*EXERCISE*
Wherever "BuildingKind" turns up in a line of the entries below, that line counts. Say how many such lines there are, with no other words.

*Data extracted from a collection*
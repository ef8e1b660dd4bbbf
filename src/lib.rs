pub mod agents;
pub mod buildings;
pub mod calendar;
pub mod config;
pub mod engine;
pub mod error;
pub mod events;
pub mod farm;
pub mod grid;
pub mod ledger;
pub mod rng;
pub mod scenario;
pub mod snapshot;
pub mod systems;
pub mod web;
pub mod world;

pub use config::GameConfig;
pub use engine::{Engine, EngineBuilder, EngineSettings, GameSpeed};
pub use error::SimError;
pub use scenario::{Scenario, ScenarioLoader};
pub use world::World;
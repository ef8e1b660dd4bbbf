use anyhow::Result;
use tracing::info;

use crate::{
    buildings::{BuildingId, BuildingKind},
    calendar::CalendarChange,
    engine::{System, SystemContext},
    events::{Severity, SimEvent},
    world::World,
};

pub struct CalendarSystem;

impl CalendarSystem {
    pub fn new() -> Self {
        Self
    }
}

impl Default for CalendarSystem {
    fn default() -> Self {
        Self::new()
    }
}

impl System for CalendarSystem {
    fn name(&self) -> &str {
        "calendar"
    }

    fn run(&mut self, ctx: &SystemContext, world: &mut World) -> Result<()> {
        let changes =
            world
                .calendar
                .advance(ctx.dt, &world.config.seasons, world.config.day_length);
        for change in changes {
            match change {
                CalendarChange::NewDay(day) => {
                    info!(day, "new day");
                    world.emit(SimEvent::DayStarted { day });
                    if world.config.farming.overnight_drying {
                        dry_out_farms(world);
                    }
                }
                CalendarChange::NewSeason(season) => {
                    info!(%season, "season changed");
                    world
                        .outbox
                        .notify(format!("It is now {season}"), Severity::Info);
                    world.emit(SimEvent::SeasonChanged { season });
                }
            }
        }
        Ok(())
    }
}

fn dry_out_farms(world: &mut World) {
    let farms: Vec<BuildingId> = world
        .buildings
        .values()
        .filter(|building| building.kind == BuildingKind::Farm && building.complete)
        .map(|building| building.id)
        .collect();
    for farm in farms {
        world.wither_farm(farm);
    }
}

*YOUR SOLUTION*
2